The 51st Society of Vacuum Coaters (SVC) Technical Conference was held this week amid warm spring weather at the Hyatt Regency Chicago. The SVC conference has been gaining attention over the past few years as nanoscale film systems have become more commercialized. About 170 exhibitors of equipment and systems for vacuum-based coating, surface engineering, and related technologies saw good attendance over the two days for the exhibit—the technical conference ran six days starting with a plenary on Solar Photovoltaics Technology: The Beginning of the Revolution. The plenary was presented by Lawrence Kazmerski, director of the National Center for Photovoltaics at the National Renewable Energy Laboratory, Golden, Colo.

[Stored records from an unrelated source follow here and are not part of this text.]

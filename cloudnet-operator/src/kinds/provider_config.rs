//! Validation of ProviderConfig credentials.

use std::sync::Arc;

use cloudnet_operator_apis::{ProviderConfig, ProviderConfigReference};
use k8s_openapi::{api::core::v1::Secret, chrono::Utc};
use kube::ResourceExt;
use kube_runtime::{controller::Action, reflector::ObjectRef};

use crate::{
    conditions::{reason, Overrides, Transition},
    errors::ControllerError,
    modifications::Modifications,
    reconciler::Context,
};

const FINALIZER: &str = "providerconfig.cloudnet.io/finalizer";

fn transition(config: &mut ProviderConfig, transition: Transition) {
    let generation = config.metadata.generation;
    let status = config.status_mut();
    let conditions = std::mem::take(&mut status.conditions);
    status.conditions = transition.apply(conditions, generation);
}

/// Validate the credentials of `config`, re-validating periodically.
pub(crate) async fn reconcile(
    config: Arc<ProviderConfig>,
    ctx: Arc<Context>,
) -> Result<Action, ControllerError> {
    let store = ctx.store.as_ref();
    let namespace = config.namespace().unwrap_or_default();
    let name = config.name_any();
    let reference = ProviderConfigReference {
        name: name.clone(),
        namespace: Some(namespace.clone()),
    };
    let mut object = Modifications::new(config.as_ref().clone());

    if object.is_deleted() {
        ctx.providers.invalidate(&reference, &namespace).await;
        if object.remove_finalizer(store, FINALIZER).await? {
            info!("released ProviderConfig {}/{}", namespace, name);
        }
        return Ok(Action::await_change());
    }
    if object.add_finalizer(store, FINALIZER).await? {
        debug!("added finalizer {} to ProviderConfig {}/{}", FINALIZER, namespace, name);
        return Ok(Action::requeue(ctx.timings.immediate));
    }

    let interval = ctx.timings.validation;
    let generation = object.metadata.generation;
    object.status_mut().observed_generation = generation;
    match ctx.providers.get_or_create(&reference, &namespace).await {
        Err(e) => {
            error!(
                "failed to initialize provider client for ProviderConfig {}/{}: {}",
                namespace, name, e
            );
            transition(
                &mut object,
                Transition::NotReady(
                    Overrides::reason(reason::PROVIDER_INITIALIZATION_FAILED)
                        .with_message(format!("Failed to initialize provider client: {}", e)),
                ),
            );
        }
        Ok((provider, _)) => match provider.validate().await {
            Err(e) => {
                warn!("validation of ProviderConfig {}/{} failed: {}", namespace, name, e);
                transition(
                    &mut object,
                    Transition::ValidationFailed(Overrides::message(format!(
                        "Provider validation failed: {}",
                        e
                    ))),
                );
                ctx.providers.invalidate(&reference, &namespace).await;
            }
            Ok(()) => {
                debug!("ProviderConfig {}/{} is valid", namespace, name);
                transition(&mut object, Transition::ValidationSuccessful);
                object.status_mut().last_validation_time = Some(Utc::now().to_rfc3339());
            }
        },
    }
    object.patch_status(store).await?;
    Ok(Action::requeue(interval))
}

/// ProviderConfigs using `secret` as their credentials.
pub(crate) fn provider_configs_for_secret(
    secret: &Secret,
    configs: &[Arc<ProviderConfig>],
) -> Vec<ObjectRef<ProviderConfig>> {
    let secret_namespace = secret.namespace().unwrap_or_default();
    let secret_name = secret.name_any();
    configs
        .iter()
        .filter(|config| {
            let secret_ref = &config.spec.credentials_secret_ref;
            let namespace = secret_ref
                .namespace
                .clone()
                .filter(|ns| !ns.is_empty())
                .or_else(|| config.namespace())
                .unwrap_or_default();
            secret_ref.name == secret_name && namespace == secret_namespace
        })
        .map(|config| ObjectRef::from_obj(config.as_ref()))
        .collect()
}

#[cfg(test)]
mod tests {
    use super::*;
    use crate::{
        reconciler::tests::{condition, setup},
        store,
        testing::*,
    };
    use cloudnet_operator_apis::{SecretReference, READY};

    async fn run(ctx: &Arc<Context>) -> Result<Action, ControllerError> {
        let config: ProviderConfig = store::get(ctx.store.as_ref(), "default", "otc")
            .await
            .unwrap()
            .unwrap();
        reconcile(Arc::new(config), ctx.clone()).await
    }

    #[tokio::test]
    async fn validates_credentials() {
        let (store, cloud, ctx) = setup();
        store.insert(&provider_config("default", "otc"));
        assert_eq!(Action::requeue(ctx.timings.immediate), run(&ctx).await.unwrap());
        assert_eq!(Action::requeue(ctx.timings.validation), run(&ctx).await.unwrap());
        let pc: ProviderConfig = store.get_typed("default", "otc").unwrap();
        assert_eq!(vec![FINALIZER.to_string()], pc.finalizers().to_vec());
        assert_eq!(
            (
                "True".into(),
                "ValidationSuccessful".into(),
                "Provider credentials and permissions are valid".into()
            ),
            condition(pc.conditions(), READY)
        );
        let generation = pc.metadata.generation;
        let status = pc.status.unwrap();
        assert!(status.last_validation_time.is_some());
        assert_eq!(generation, status.observed_generation);
        assert_eq!(1, cloud.calls("validate").await);
    }

    #[tokio::test]
    async fn failed_validation_drops_client() {
        let (store, cloud, ctx) = setup();
        store.insert(&provider_config("default", "otc"));
        run(&ctx).await.unwrap();
        cloud.reject_validation(Some("forbidden")).await;
        assert_eq!(Action::requeue(ctx.timings.validation), run(&ctx).await.unwrap());
        let pc: ProviderConfig = store.get_typed("default", "otc").unwrap();
        assert_eq!(
            (
                "False".into(),
                "ValidationFailed".into(),
                "Provider validation failed: failed to list networks: forbidden".into()
            ),
            condition(pc.conditions(), READY)
        );
        assert_eq!(None, pc.status.unwrap().last_validation_time);

        cloud.reject_validation(None).await;
        run(&ctx).await.unwrap();
        assert_eq!(2, cloud.calls("connect").await);
        let pc: ProviderConfig = store.get_typed("default", "otc").unwrap();
        assert_eq!("True", condition(pc.conditions(), READY).0);
    }

    #[tokio::test]
    async fn missing_secret_fails_initialization() {
        let (store, _cloud, ctx) = setup();
        let mut pc = provider_config("default", "otc");
        pc.spec.credentials_secret_ref.name = "absent".to_string();
        store.insert(&pc);
        run(&ctx).await.unwrap();
        assert_eq!(Action::requeue(ctx.timings.validation), run(&ctx).await.unwrap());
        let pc: ProviderConfig = store.get_typed("default", "otc").unwrap();
        let (status, reason, message) = condition(pc.conditions(), READY);
        assert_eq!(("False", "ProviderInitializationFailed"), (status.as_str(), reason.as_str()));
        assert!(message.starts_with("Failed to initialize provider client: "));
    }

    #[tokio::test]
    async fn deletion_releases_client() {
        let (store, cloud, ctx) = setup();
        store.insert(&provider_config("default", "otc"));
        run(&ctx).await.unwrap();
        run(&ctx).await.unwrap();
        store.delete::<ProviderConfig>("default", "otc");
        assert_eq!(Action::await_change(), run(&ctx).await.unwrap());
        assert!(store.get_typed::<ProviderConfig>("default", "otc").is_none());

        store.insert(&provider_config("default", "otc"));
        run(&ctx).await.unwrap();
        run(&ctx).await.unwrap();
        assert_eq!(2, cloud.calls("connect").await);
    }

    #[test]
    fn secret_maps_to_its_configs() {
        let mut shared = provider_config("infra", "shared");
        shared.spec.credentials_secret_ref = SecretReference {
            name: "credentials".to_string(),
            namespace: Some("default".to_string()),
        };
        let configs: Vec<Arc<ProviderConfig>> = vec![
            Arc::new(provider_config("default", "otc")),
            Arc::new(provider_config("other", "otc")),
            Arc::new(shared),
        ];
        let refs = provider_configs_for_secret(&password_secret("default"), &configs);
        let names: Vec<String> = refs
            .iter()
            .map(|r| format!("{}/{}", r.namespace.as_deref().unwrap_or(""), r.name))
            .collect();
        assert_eq!(vec!["default/otc".to_string(), "infra/shared".to_string()], names);
        assert!(provider_configs_for_secret(&secret("default", "unrelated", &[]), &configs).is_empty());
    }
}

Kazmerski has been at NREL for more than 20 years and has won four R&D 100 awards based on PV technology.
Indeed, the hot talk on the exhibit floor and the conference rooms was on PV technologies as it ramps up. Even the PV division of mega-manufacturer Applied Materials had a significant presence in the exhibits.
Other hot topics covered in the symposium included sessions on biomedical and pharmaceutical applications and high-power impulse magnetron sputtering. A session presented by Michael Devine, manager of applications engineering at Dexter Magnetic Technologies, Hicksville, NY, discussed his company’s work on optimizing magnetron configurations to sputter thicker rotatable cylindrical targets. The development of this technology allows coaters to run targets about twice as long before needing replacement, saving half the time required for shut down and replacement of the targets. Their development work in the design of the turnaround areas of the targets played an important role in sustaining the plasma of the enlarged targets.